Lunch & Snacks: Simple, Whole Ingredients
Lunch also needs to come together quickly and easily, which is why our Salmon with Coconut Kale recipe is a go-to for Dr. Romm. It focuses on simple, whole ingredients that pack really important nutrients for expecting mothers including omega 3 fatty acids, folate and iron.
"I often recommend this with a complex carbohydrate like quinoa for a complete, nutrient-dense meal. Nutritionally, salmon is a really great source of omega 3 fatty acids, which are very supportive of a baby’s brain development and forming the nervous system. Dark leafy greens provide folate, important for the formation of baby’s chromosomes and nervous system, and iron, which helps prevent anemia associated with adverse fetal and maternal outcomes."
Simple snacks, like our Hummus & Veggies Snack Box, are also necessary to keep prenatal clients satisfied. Late into pregnancy, eating large meals usually results in acid reflux, so keeping snacks simple and nutrient-dense is important for comfort as well as nutrition.

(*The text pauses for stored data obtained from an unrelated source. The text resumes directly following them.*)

//! Time source for token expiry.

use chrono::{DateTime, Utc};

pub trait Clock: Send + Sync {
    fn now(&self) -> DateTime<Utc>;
}

/// Wall clock
#[derive(Debug, Default, Clone, Copy)]
pub struct SystemClock;

impl Clock for SystemClock {
    fn now(&self) -> DateTime<Utc> {
        Utc::now()
    }
}

/// A clock that only moves when told to.
#[cfg(any(test, feature = "test-util"))]
#[derive(Debug)]
pub struct ManualClock {
    now: parking_lot::Mutex<DateTime<Utc>>,
}

#[cfg(any(test, feature = "test-util"))]
impl ManualClock {
    pub fn new(start: DateTime<Utc>) -> Self {
        Self {
            now: parking_lot::Mutex::new(start),
        }
    }

    pub fn advance(&self, by: chrono::Duration) {
        let mut now = self.now.lock();
        *now += by;
    }
}

#[cfg(any(test, feature = "test-util"))]
impl Default for ManualClock {
    fn default() -> Self {
        Self::new(Utc::now())
    }
}

#[cfg(any(test, feature = "test-util"))]
impl Clock for ManualClock {
    fn now(&self) -> DateTime<Utc> {
        *self.now.lock()
    }
}
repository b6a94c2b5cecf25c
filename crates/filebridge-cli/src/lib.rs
use filebridge_core::models::{FileRecord, SourceEncoding, TextEncoding};

/// Truncate a string to max_len characters, appending "..." if truncated.
pub fn truncate_string(s: &str, max_len: usize) -> String {
    if s.chars().count() <= max_len {
        s.to_string()
    } else {
        let kept: String = s.chars().take(max_len.saturating_sub(3)).collect();
        format!("{}...", kept)
    }
}

/// Parse a target encoding name, rejecting anything the server would reject.
pub fn parse_target_encoding(raw: &str) -> anyhow::Result<TextEncoding> {
    raw.parse::<TextEncoding>()
        .map_err(|_| anyhow::anyhow!("{}", unsupported(raw)))
}

/// Parse a source encoding name; "auto" asks the server to detect it.
pub fn parse_source_encoding(raw: &str) -> anyhow::Result<SourceEncoding> {
    raw.parse::<SourceEncoding>()
        .map_err(|_| anyhow::anyhow!("{}", unsupported(raw)))
}

fn unsupported(raw: &str) -> String {
    let names: Vec<&str> = TextEncoding::ALL.iter().map(|e| e.as_str()).collect();
    format!(
        "Unsupported encoding '{}'. Supported: {}",
        raw,
        names.join(", ")
    )
}

/// Reject names the server would reject as empty.
pub fn validate_name(name: &str) -> anyhow::Result<&str> {
    let trimmed = name.trim();
    if trimmed.is_empty() {
        return Err(anyhow::anyhow!("Name must not be empty"));
    }
    Ok(trimmed)
}

/// One line per file: id, size, encoding, name.
pub fn format_table(files: &[FileRecord]) -> String {
    let mut out = format!(
        "{:<36}  {:>10}  {:<12}  {}\n",
        "ID", "SIZE", "ENCODING", "NAME"
    );
    for file in files {
        out.push_str(&format!(
            "{:<36}  {:>10}  {:<12}  {}\n",
            file.id,
            file.size_bytes,
            file.encoding,
            truncate_string(&file.name, 48)
        ));
    }
    out
}

/// Initialize tracing for the CLI.
pub fn init_tracing() {
    tracing_subscriber::fmt()
        .with_env_filter(
            tracing_subscriber::EnvFilter::try_from_default_env()
                .unwrap_or_else(|_| tracing_subscriber::EnvFilter::new("warn")),
        )
        .with_writer(std::io::stderr)
        .init();
}
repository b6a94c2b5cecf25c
//! Typed HTTP client for the FileBridge API.
//!
//! Provides generic JSON and multipart helpers plus one method per API route (see [`api`]).
//! The CLI uses this client directly.

pub mod api;

use anyhow::{Context, Result};
use reqwest::{Client, RequestBuilder, Response};
use serde::de::DeserializeOwned;
use std::time::Duration;

pub const DEFAULT_API_URL: &str = "http://localhost:8080";

/// API version prefix (e.g. "/api/v0"). Set FILEBRIDGE_API_VERSION to match the server.
pub fn api_prefix() -> String {
    let version = std::env::var("FILEBRIDGE_API_VERSION").unwrap_or_else(|_| "v0".to_string());
    format!("/api/{}", version)
}

/// HTTP client for the FileBridge API.
#[derive(Clone, Debug)]
pub struct FileBridgeClient {
    client: Client,
    base_url: String,
}

impl FileBridgeClient {
    pub fn new(base_url: String) -> Result<Self> {
        let client = Client::builder()
            .timeout(Duration::from_secs(300))
            .build()
            .context("Failed to create HTTP client")?;

        Ok(Self {
            client,
            base_url: base_url.trim_end_matches('/').to_string(),
        })
    }

    /// Create client from environment: FILEBRIDGE_API_URL (or API_URL).
    pub fn from_env() -> Result<Self> {
        let base_url = std::env::var("FILEBRIDGE_API_URL")
            .or_else(|_| std::env::var("API_URL"))
            .unwrap_or_else(|_| DEFAULT_API_URL.to_string());

        Self::new(base_url)
    }

    pub fn base_url(&self) -> &str {
        &self.base_url
    }

    /// Absolute URL for `path`. Absolute URLs (as returned in `download_url`) pass through.
    pub fn build_url(&self, path: &str) -> String {
        if path.starts_with("http://") || path.starts_with("https://") {
            path.to_string()
        } else {
            format!("{}{}", self.base_url, path)
        }
    }

    /// GET request. Deserializes JSON response.
    pub async fn get<T: DeserializeOwned>(&self, path: &str) -> Result<T> {
        let request = self.client.get(self.build_url(path));
        parse_json(send(request).await?).await
    }

    /// GET request returning the raw body.
    pub async fn get_bytes(&self, path: &str) -> Result<bytes::Bytes> {
        let request = self.client.get(self.build_url(path));
        send(request)
            .await?
            .bytes()
            .await
            .context("Failed to read response body")
    }

    /// POST without a body and deserialize response.
    pub async fn post_empty<T: DeserializeOwned>(&self, path: &str) -> Result<T> {
        let request = self.client.post(self.build_url(path));
        parse_json(send(request).await?).await
    }

    /// POST JSON body and deserialize response.
    pub async fn post_json<T: DeserializeOwned, B: serde::Serialize>(
        &self,
        path: &str,
        body: &B,
    ) -> Result<T> {
        let request = self.client.post(self.build_url(path)).json(body);
        parse_json(send(request).await?).await
    }

    /// PATCH JSON body and deserialize response.
    pub async fn patch_json<T: DeserializeOwned, B: serde::Serialize>(
        &self,
        path: &str,
        body: &B,
    ) -> Result<T> {
        let request = self.client.patch(self.build_url(path)).json(body);
        parse_json(send(request).await?).await
    }

    /// POST multipart form and deserialize response.
    pub async fn post_multipart<T: DeserializeOwned>(
        &self,
        path: &str,
        form: reqwest::multipart::Form,
    ) -> Result<T> {
        let request = self.client.post(self.build_url(path)).multipart(form);
        parse_json(send(request).await?).await
    }

    /// DELETE request. Returns Ok(()) on success.
    pub async fn delete(&self, path: &str) -> Result<()> {
        let request = self.client.delete(self.build_url(path));
        send(request).await?;
        Ok(())
    }
}

async fn send(request: RequestBuilder) -> Result<Response> {
    let response = request.send().await.context("Failed to send request")?;

    let status = response.status();
    if !status.is_success() {
        let error_text = response
            .text()
            .await
            .unwrap_or_else(|_| "Unknown error".to_string());
        return Err(anyhow::anyhow!(
            "API request failed with status {}: {}",
            status,
            error_text
        ));
    }
    Ok(response)
}

async fn parse_json<T: DeserializeOwned>(response: Response) -> Result<T> {
    response
        .json()
        .await
        .context("Failed to parse response as JSON")
}

// Re-export domain types for convenience.
pub use filebridge_core::models::{
    BridgeKind, BridgeSessionResponse, DownloadTokenResponse, EncodingsResponse, FileRecord,
    TranscodeRequest, TranscodeResponse,
};
//! Server startup and graceful shutdown

use anyhow::Result;
use axum::Router;
use filebridge_core::Config;

/// Start the server with graceful shutdown
pub async fn start_server(config: &Config, app: Router) -> Result<()> {
    let addr = format!("0.0.0.0:{}", config.server_port());
    tracing::info!(addr = %addr, "Starting server");

    let listener = tokio::net::TcpListener::bind(&addr).await?;

    tracing::info!(
        base_url = %config.base_url(),
        max_file_mb = config.max_file_size_bytes() / 1024 / 1024,
        max_files = config.max_files(),
        max_total_mb = config.max_total_size_bytes() / 1024 / 1024,
        bridge_ttl_secs = config.bridge_ttl().as_secs(),
        download_ttl_secs = config.download_ttl().as_secs(),
        "Server ready and accepting connections"
    );

    axum::serve(listener, app)
        .with_graceful_shutdown(shutdown_signal())
        .await?;

    Ok(())
}

/// Resolves on Ctrl+C (SIGINT) or SIGTERM.
///
/// A handler that cannot be installed is logged and never fires; the other one still can.
async fn shutdown_signal() {
    let ctrl_c = async {
        if let Err(e) = tokio::signal::ctrl_c().await {
            tracing::error!(error = %e, "Failed to install Ctrl+C handler");
            std::future::pending::<()>().await;
        }
    };

    #[cfg(unix)]
    let terminate = async {
        match tokio::signal::unix::signal(tokio::signal::unix::SignalKind::terminate()) {
            Ok(mut signal) => {
                signal.recv().await;
            }
            Err(e) => {
                tracing::error!(error = %e, "Failed to install SIGTERM handler");
                std::future::pending::<()>().await;
            }
        }
    };

    #[cfg(not(unix))]
    let terminate = std::future::pending::<()>();

    tokio::select! {
        _ = ctrl_c => {
            tracing::info!("Received Ctrl+C signal");
        },
        _ = terminate => {
            tracing::info!("Received terminate signal");
        },
    }

    tracing::info!("Shutting down gracefully...");

    crate::telemetry::shutdown_telemetry().await;
}
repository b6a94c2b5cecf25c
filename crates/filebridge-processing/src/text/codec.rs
use encoding_rs::{DecoderResult, EncoderResult, Encoding};

use super::detect::detect_encoding;
use super::error::TextError;
use super::{SourceEncoding, TextEncoding};

/// Substitution byte for characters the target encoding cannot represent.
pub const SUBSTITUTION_BYTE: u8 = b'?';

/// Output of [`decode`].
#[derive(Debug, Clone, PartialEq, Eq)]
pub struct Decoded {
    pub text: String,
    /// The declared encoding, or the detected one for `auto`
    pub encoding: TextEncoding,
}

/// Output of [`encode`].
#[derive(Debug, Clone, PartialEq, Eq)]
pub struct Encoded {
    pub bytes: Vec<u8>,
    /// Number of characters replaced with [`SUBSTITUTION_BYTE`]
    pub replaced: usize,
}

impl Encoded {
    pub fn is_lossless(&self) -> bool {
        self.replaced == 0
    }
}

/// How each supported encoding is implemented.
///
/// ISO-8859-1 is handled by hand: encoding_rs follows WHATWG, which aliases it to windows-1252.
enum Codec {
    Utf8,
    Latin1,
    Legacy(&'static Encoding),
}

fn codec_for(encoding: TextEncoding) -> Codec {
    match encoding {
        TextEncoding::Utf8 => Codec::Utf8,
        TextEncoding::Iso8859_1 => Codec::Latin1,
        TextEncoding::Gb18030 => Codec::Legacy(encoding_rs::GB18030),
        TextEncoding::Gbk => Codec::Legacy(encoding_rs::GBK),
        TextEncoding::Big5 => Codec::Legacy(encoding_rs::BIG5),
        TextEncoding::Windows1252 => Codec::Legacy(encoding_rs::WINDOWS_1252),
    }
}

/// Strictly decode `bytes` as `source`, detecting the encoding first for `auto`.
pub fn decode(bytes: &[u8], source: SourceEncoding) -> Result<Decoded, TextError> {
    let encoding = match source {
        SourceEncoding::Declared(encoding) => encoding,
        SourceEncoding::Auto => detect_encoding(bytes).ok_or(TextError::DetectionFailed)?,
    };
    let text = decode_strict(bytes, encoding, true)?;
    Ok(Decoded { text, encoding })
}

/// Strict decode. With `last == false` an incomplete sequence at the very end is dropped
/// instead of rejected, which is what a truncated sample needs.
pub(crate) fn decode_strict(
    bytes: &[u8],
    encoding: TextEncoding,
    last: bool,
) -> Result<String, TextError> {
    match codec_for(encoding) {
        Codec::Utf8 => match std::str::from_utf8(bytes) {
            Ok(text) => Ok(text.to_string()),
            Err(e) if !last && e.error_len().is_none() => {
                let valid = &bytes[..e.valid_up_to()];
                Ok(String::from_utf8_lossy(valid).into_owned())
            }
            Err(e) => Err(TextError::Malformed {
                encoding: encoding.as_str(),
                offset: e.valid_up_to(),
            }),
        },
        Codec::Latin1 => Ok(bytes.iter().map(|&b| char::from(b)).collect()),
        Codec::Legacy(legacy) => decode_legacy(legacy, encoding, bytes, last),
    }
}

fn decode_legacy(
    legacy: &'static Encoding,
    encoding: TextEncoding,
    bytes: &[u8],
    last: bool,
) -> Result<String, TextError> {
    let mut decoder = legacy.new_decoder_without_bom_handling();
    let capacity = decoder
        .max_utf8_buffer_length_without_replacement(bytes.len())
        .unwrap_or(bytes.len().saturating_mul(3));
    let mut out = String::with_capacity(capacity);
    let mut src = bytes;
    let mut consumed = 0usize;

    loop {
        let (result, read) = decoder.decode_to_string_without_replacement(src, &mut out, last);
        consumed += read;
        src = &src[read..];
        match result {
            DecoderResult::InputEmpty => return reversible(legacy, encoding, bytes, out, last),
            DecoderResult::OutputFull => {
                let more = decoder
                    .max_utf8_buffer_length_without_replacement(src.len())
                    .unwrap_or(src.len().saturating_mul(3))
                    .max(16);
                out.reserve(more);
            }
            DecoderResult::Malformed(bad, extra) => {
                return Err(TextError::Malformed {
                    encoding: encoding.as_str(),
                    offset: consumed.saturating_sub(bad as usize + extra as usize),
                });
            }
        }
    }
}

/// Accepts decoded text only if encoding it again reproduces the input bytes.
///
/// The GB18030 and Big5 decoders accept sequences their encoders never emit (GB18030 `0x80` and
/// `A3 A0`, the Big5-HKSCS range, Big5 pairs that decode to two code points). Such input is
/// treated as invalid in that encoding. With `last == false` the input may end in a partial
/// sequence the decoder held back, so only a prefix has to match.
fn reversible(
    legacy: &'static Encoding,
    encoding: TextEncoding,
    bytes: &[u8],
    text: String,
    last: bool,
) -> Result<String, TextError> {
    let encoded = encode_legacy(legacy, &text);
    let matches = encoded.is_lossless()
        && if last {
            encoded.bytes == bytes
        } else {
            bytes.starts_with(&encoded.bytes)
        };
    if matches {
        return Ok(text);
    }

    let offset = encoded
        .bytes
        .iter()
        .zip(bytes)
        .take_while(|(a, b)| a == b)
        .count();
    Err(TextError::Malformed {
        encoding: encoding.as_str(),
        offset,
    })
}

/// Encode `text` into `target`. Never fails: unrepresentable characters become `?`.
pub fn encode(text: &str, target: TextEncoding) -> Encoded {
    match codec_for(target) {
        Codec::Utf8 => Encoded {
            bytes: text.as_bytes().to_vec(),
            replaced: 0,
        },
        Codec::Latin1 => {
            let mut replaced = 0;
            let bytes = text
                .chars()
                .map(|c| match u8::try_from(u32::from(c)) {
                    Ok(b) => b,
                    Err(_) => {
                        replaced += 1;
                        SUBSTITUTION_BYTE
                    }
                })
                .collect();
            Encoded { bytes, replaced }
        }
        Codec::Legacy(legacy) => encode_legacy(legacy, text),
    }
}

fn encode_legacy(legacy: &'static Encoding, text: &str) -> Encoded {
    let mut encoder = legacy.new_encoder();
    let mut bytes = Vec::with_capacity(text.len());
    let mut buffer = [0u8; 4096];
    let mut src = text;
    let mut replaced = 0;

    loop {
        let (result, read, written) =
            encoder.encode_from_utf8_without_replacement(src, &mut buffer, true);
        bytes.extend_from_slice(&buffer[..written]);
        src = &src[read..];
        match result {
            EncoderResult::InputEmpty => break,
            EncoderResult::OutputFull => {}
            EncoderResult::Unmappable(_) => {
                bytes.push(SUBSTITUTION_BYTE);
                replaced += 1;
            }
        }
    }

    Encoded { bytes, replaced }
}

#[cfg(test)]
mod tests {
    use super::*;

    const SAMPLES: &[(TextEncoding, &str)] = &[
        (TextEncoding::Utf8, "hello, 世界 🙂\n"),
        (TextEncoding::Gb18030, "中文测试, abc 🙂\n"),
        (TextEncoding::Gbk, "中文测试, abc\n"),
        (TextEncoding::Big5, "繁體中文測試\n"),
        (TextEncoding::Windows1252, "café – “quoted” €5\n"),
        (TextEncoding::Iso8859_1, "café déjà vu ±½\n"),
    ];

    #[test]
    fn encode_then_decode_reproduces_bytes() {
        for &(encoding, text) in SAMPLES {
            let encoded = encode(text, encoding);
            assert!(encoded.is_lossless(), "{} lost characters", encoding);

            let decoded = decode(&encoded.bytes, SourceEncoding::Declared(encoding)).unwrap();
            assert_eq!(decoded.text, text);
            assert_eq!(decoded.encoding, encoding);

            let again = encode(&decoded.text, encoding);
            assert_eq!(again.bytes, encoded.bytes, "{} round trip", encoding);
        }
    }

    const ALL: [TextEncoding; 6] = [
        TextEncoding::Utf8,
        TextEncoding::Gb18030,
        TextEncoding::Gbk,
        TextEncoding::Big5,
        TextEncoding::Windows1252,
        TextEncoding::Iso8859_1,
    ];

    /// Bytes either decode to text that encodes back to the same bytes, or fail to decode.
    fn assert_reversible_or_rejected(bytes: &[u8], encoding: TextEncoding) -> bool {
        match decode(bytes, SourceEncoding::Declared(encoding)) {
            Ok(decoded) => {
                let encoded = encode(&decoded.text, encoding);
                assert_eq!(
                    encoded.bytes, bytes,
                    "{} {:02x?} decoded to {:?}",
                    encoding, bytes, decoded.text
                );
                true
            }
            Err(e) => {
                assert!(
                    matches!(e, TextError::Malformed { .. }),
                    "{} {:02x?}: {:?}",
                    encoding,
                    bytes,
                    e
                );
                false
            }
        }
    }

    #[test]
    fn every_single_byte_decodes_back_to_itself_or_is_rejected() {
        for encoding in ALL {
            for b in 0u8..=255 {
                assert_reversible_or_rejected(&[b], encoding);
            }
        }
        for b in 0u8..=255 {
            assert!(assert_reversible_or_rejected(&[b], TextEncoding::Windows1252));
            assert!(assert_reversible_or_rejected(&[b], TextEncoding::Iso8859_1));
        }
    }

    #[test]
    fn every_double_byte_pair_decodes_back_to_itself_or_is_rejected() {
        for encoding in [TextEncoding::Gbk, TextEncoding::Gb18030, TextEncoding::Big5] {
            let mut accepted = 0;
            for lead in 0x80u8..=0xFF {
                for trail in 0u8..=255 {
                    if assert_reversible_or_rejected(&[lead, trail], encoding) {
                        accepted += 1;
                    }
                }
            }
            assert!(accepted > 10_000, "{} accepted only {} pairs", encoding, accepted);
        }
    }

    #[test]
    fn gb18030_four_byte_sequences_decode_back_to_themselves() {
        let first = decode(
            &[0x81, 0x30, 0x81, 0x30],
            SourceEncoding::Declared(TextEncoding::Gb18030),
        )
        .unwrap();
        assert_eq!(first.text, "\u{80}");

        let astral = decode(
            &[0x90, 0x30, 0x81, 0x30],
            SourceEncoding::Declared(TextEncoding::Gb18030),
        )
        .unwrap();
        assert_eq!(astral.text, "\u{10000}");

        for b1 in [0x81u8, 0x84, 0x90, 0xE3] {
            for b2 in 0x30u8..=0x39 {
                for b3 in 0x81u8..=0xFE {
                    for b4 in 0x30u8..=0x39 {
                        assert_reversible_or_rejected(&[b1, b2, b3, b4], TextEncoding::Gb18030);
                    }
                }
            }
        }
    }

    #[test]
    fn decoder_only_sequences_are_rejected() {
        let cases: &[(TextEncoding, &[u8])] = &[
            (TextEncoding::Gb18030, &[0x80]),
            (TextEncoding::Gb18030, &[0xA3, 0xA0]),
            (TextEncoding::Gbk, &[0xA3, 0xA0]),
            // Big5-HKSCS
            (TextEncoding::Big5, &[0x87, 0x40]),
            // Two code points from one pair
            (TextEncoding::Big5, &[0x88, 0x62]),
        ];
        for &(encoding, bytes) in cases {
            let err = decode(bytes, SourceEncoding::Declared(encoding)).unwrap_err();
            assert!(
                matches!(err, TextError::Malformed { .. }),
                "{} {:02x?}",
                encoding,
                bytes
            );
        }

        let mut text = b"hkscs: ".to_vec();
        text.extend_from_slice(&[0x87, 0x40]);
        let err = decode(&text, SourceEncoding::Declared(TextEncoding::Big5)).unwrap_err();
        assert!(matches!(
            err,
            TextError::Malformed {
                encoding: "Big5",
                offset: 7
            }
        ));
    }

    #[test]
    fn iso_8859_1_decodes_every_byte_and_round_trips() {
        let bytes: Vec<u8> = (0u8..=255).collect();
        let decoded = decode(&bytes, SourceEncoding::Declared(TextEncoding::Iso8859_1)).unwrap();
        assert_eq!(decoded.text.chars().count(), 256);
        assert_eq!(encode(&decoded.text, TextEncoding::Iso8859_1).bytes, bytes);
    }

    #[test]
    fn iso_8859_1_differs_from_windows_1252() {
        // 0x80 is a C1 control in Latin-1 but the euro sign in windows-1252
        let latin1 = decode(&[0x80], SourceEncoding::Declared(TextEncoding::Iso8859_1)).unwrap();
        let cp1252 = decode(&[0x80], SourceEncoding::Declared(TextEncoding::Windows1252)).unwrap();
        assert_eq!(latin1.text, "\u{80}");
        assert_eq!(cp1252.text, "€");
    }

    #[test]
    fn invalid_utf8_is_rejected_with_offset() {
        let err = decode(b"ok\xff\xfe", SourceEncoding::Declared(TextEncoding::Utf8)).unwrap_err();
        assert!(matches!(
            err,
            TextError::Malformed {
                encoding: "UTF-8",
                offset: 2
            }
        ));
    }

    #[test]
    fn invalid_gbk_is_rejected() {
        // 0x81 lead byte followed by an invalid trail byte
        let err = decode(b"ab\x81\x20", SourceEncoding::Declared(TextEncoding::Gbk)).unwrap_err();
        assert!(matches!(err, TextError::Malformed { encoding: "GBK", .. }));
    }

    #[test]
    fn truncated_multibyte_tail_is_dropped_only_when_not_last() {
        let bytes = "中文".as_bytes();
        let cut = &bytes[..bytes.len() - 1];
        assert!(decode_strict(cut, TextEncoding::Utf8, true).is_err());
        assert_eq!(decode_strict(cut, TextEncoding::Utf8, false).unwrap(), "中");

        let gb = encode("中文", TextEncoding::Gb18030).bytes;
        let cut = &gb[..gb.len() - 1];
        assert!(decode_strict(cut, TextEncoding::Gb18030, true).is_err());
        assert_eq!(decode_strict(cut, TextEncoding::Gb18030, false).unwrap(), "中");
    }

    #[test]
    fn unrepresentable_characters_become_question_marks() {
        let encoded = encode("hello🙂", TextEncoding::Gbk);
        assert_eq!(encoded.bytes, b"hello?");
        assert_eq!(encoded.replaced, 1);

        let encoded = encode("Ωmega €", TextEncoding::Iso8859_1);
        assert_eq!(encoded.bytes, b"?mega ?");
        assert_eq!(encoded.replaced, 2);
    }

    #[test]
    fn gb18030_holds_everything() {
        let text = "emoji 🙂 and 𝄞";
        let encoded = encode(text, TextEncoding::Gb18030);
        assert!(encoded.is_lossless());
    }

    #[test]
    fn auto_decode_reports_detected_encoding() {
        let decoded = decode("plain ascii text\n".as_bytes(), SourceEncoding::Auto).unwrap();
        assert_eq!(decoded.encoding, TextEncoding::Utf8);

        let err = decode(&[0u8, 1, 2, 3], SourceEncoding::Auto).unwrap_err();
        assert!(matches!(err, TextError::DetectionFailed));
    }
}
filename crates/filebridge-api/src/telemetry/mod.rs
mod init;

pub use init::{init_telemetry, shutdown_telemetry};
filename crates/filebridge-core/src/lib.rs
//! FileBridge Core Library
//!
//! This crate provides the domain models, error types, configuration and storage backend
//! selection shared by every FileBridge component.

pub mod config;
pub mod error;
pub mod models;
pub mod storage_types;

// Re-export commonly used types
pub use config::{BaseConfig, Config, FileBridgeConfig};
pub use error::{AppError, AppResult, ErrorMetadata, LogLevel};
pub use storage_types::StorageBackend;
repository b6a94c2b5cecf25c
//! Conservative text detection.
//!
//! Detection decides whether a file is offered for transcoding at all, so it prefers
//! reporting "not text" over guessing. A transcode still strictly decodes the full content.

use filebridge_core::models::UNKNOWN_ENCODING;

use super::codec::decode_strict;
use super::TextEncoding;

/// Only the head of a file is inspected.
pub const SNIFF_SAMPLE_BYTES: usize = 64 * 1024;

/// Any share of disallowed control bytes above this marks content as binary.
const MAX_BAD_CONTROL_RATIO: f64 = 0.01;

const MIN_PRINTABLE_RATIO: f64 = 0.95;

/// Single-byte encodings decode any input, so they need stronger evidence.
const MIN_PRINTABLE_RATIO_SINGLE_BYTE: f64 = 0.98;
const MIN_CHARS_SINGLE_BYTE: usize = 20;

struct Candidate {
    encoding: TextEncoding,
    min_printable_ratio: f64,
    min_chars: usize,
}

/// Tried in order after UTF-8; the first one that decodes cleanly wins.
const CANDIDATES: [Candidate; 5] = [
    Candidate {
        encoding: TextEncoding::Gb18030,
        min_printable_ratio: MIN_PRINTABLE_RATIO,
        min_chars: 0,
    },
    Candidate {
        encoding: TextEncoding::Gbk,
        min_printable_ratio: MIN_PRINTABLE_RATIO,
        min_chars: 0,
    },
    Candidate {
        encoding: TextEncoding::Big5,
        min_printable_ratio: MIN_PRINTABLE_RATIO,
        min_chars: 0,
    },
    Candidate {
        encoding: TextEncoding::Windows1252,
        min_printable_ratio: MIN_PRINTABLE_RATIO_SINGLE_BYTE,
        min_chars: MIN_CHARS_SINGLE_BYTE,
    },
    Candidate {
        encoding: TextEncoding::Iso8859_1,
        min_printable_ratio: MIN_PRINTABLE_RATIO_SINGLE_BYTE,
        min_chars: MIN_CHARS_SINGLE_BYTE,
    },
];

/// Result of [`sniff`].
#[derive(Debug, Clone, Copy, PartialEq, Eq)]
pub struct Sniff {
    pub is_text: bool,
    pub encoding: Option<TextEncoding>,
}

impl Sniff {
    /// Encoding name as stored on a file record.
    pub fn encoding_label(&self) -> &'static str {
        self.encoding.map_or(UNKNOWN_ENCODING, |e| e.as_str())
    }
}

/// Classify content as text or binary and guess its encoding. Never fails.
pub fn sniff(bytes: &[u8]) -> Sniff {
    let encoding = detect_encoding(bytes);
    Sniff {
        is_text: encoding.is_some(),
        encoding,
    }
}

/// Best-guess encoding of `bytes`, or `None` when the content is binary or ambiguous.
pub fn detect_encoding(bytes: &[u8]) -> Option<TextEncoding> {
    let truncated = bytes.len() > SNIFF_SAMPLE_BYTES;
    let sample = &bytes[..bytes.len().min(SNIFF_SAMPLE_BYTES)];

    if looks_binary(sample) {
        return None;
    }

    if let Ok(text) = decode_strict(sample, TextEncoding::Utf8, !truncated) {
        if printable_ratio(&text).0 >= MIN_PRINTABLE_RATIO {
            return Some(TextEncoding::Utf8);
        }
    }

    CANDIDATES
        .iter()
        .find(|candidate| accepts(sample, candidate, !truncated))
        .map(|candidate| candidate.encoding)
}

fn accepts(sample: &[u8], candidate: &Candidate, last: bool) -> bool {
    let Ok(text) = decode_strict(sample, candidate.encoding, last) else {
        return false;
    };
    if text.contains(char::REPLACEMENT_CHARACTER) {
        return false;
    }
    let (ratio, chars) = printable_ratio(&text);
    chars > 0 && ratio >= candidate.min_printable_ratio && chars >= candidate.min_chars
}

fn looks_binary(sample: &[u8]) -> bool {
    if sample.is_empty() || sample.contains(&0x00) {
        return true;
    }

    let bad_control = sample
        .iter()
        .filter(|&&c| !matches!(c, b'\t' | b'\n' | b'\r') && (c < 0x20 || c == 0x7F))
        .count();

    bad_control as f64 / sample.len() as f64 > MAX_BAD_CONTROL_RATIO
}

fn is_printable(c: char) -> bool {
    match c {
        '\t' | '\n' | '\r' | ' ' => true,
        char::REPLACEMENT_CHARACTER => false,
        _ => !c.is_control() && !c.is_whitespace(),
    }
}

/// Share of printable characters, and the character count.
fn printable_ratio(text: &str) -> (f64, usize) {
    let (printable, total) = text.chars().fold((0usize, 0usize), |(p, t), c| {
        (p + usize::from(is_printable(c)), t + 1)
    });
    if total == 0 {
        return (0.0, 0);
    }
    (printable as f64 / total as f64, total)
}
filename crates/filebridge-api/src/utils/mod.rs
pub mod content_disposition;
pub mod ids;
pub mod upload;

Dinner: Complex Carbohydrates & Soups
Expecting mothers often crave carbohydrates during pregnancy. That is why Dr. Romm loves adding our Lemon Pesto Penne to her client’s meal plans which helps meet those cravings with nutrient-dense complex carbohydrates.
"Carbohydrates are actually really important in pregnancy for baby to get B vitamins. Pairing with vegetables as this recipe does can make veggies more palatable if women are struggling with their intake. So I make sure to provide recipes with complex carbohydrates that are not only comforting, but also deeply nourishing."
Dishes that can be batch prepared and last in the freezer, like our Coconut Chickpea Curry, are super important during prenatal preparations. Soups and stews can support healing, encourage breastmilk production and deliver essential nutrients.
”Soups and stews are a traditional postpartum food to support healing and breastmilk production that also translate really well to pregnancy. Not only is it a vehicle for all you need in terms of protein, fat, and carbohydrates, but it packs wonderful anti-inflammatory and anti-nausea spices like ginger. Cooked veggies are also sometimes easier to tolerate if you are dealing with pregnancy-related symptoms.”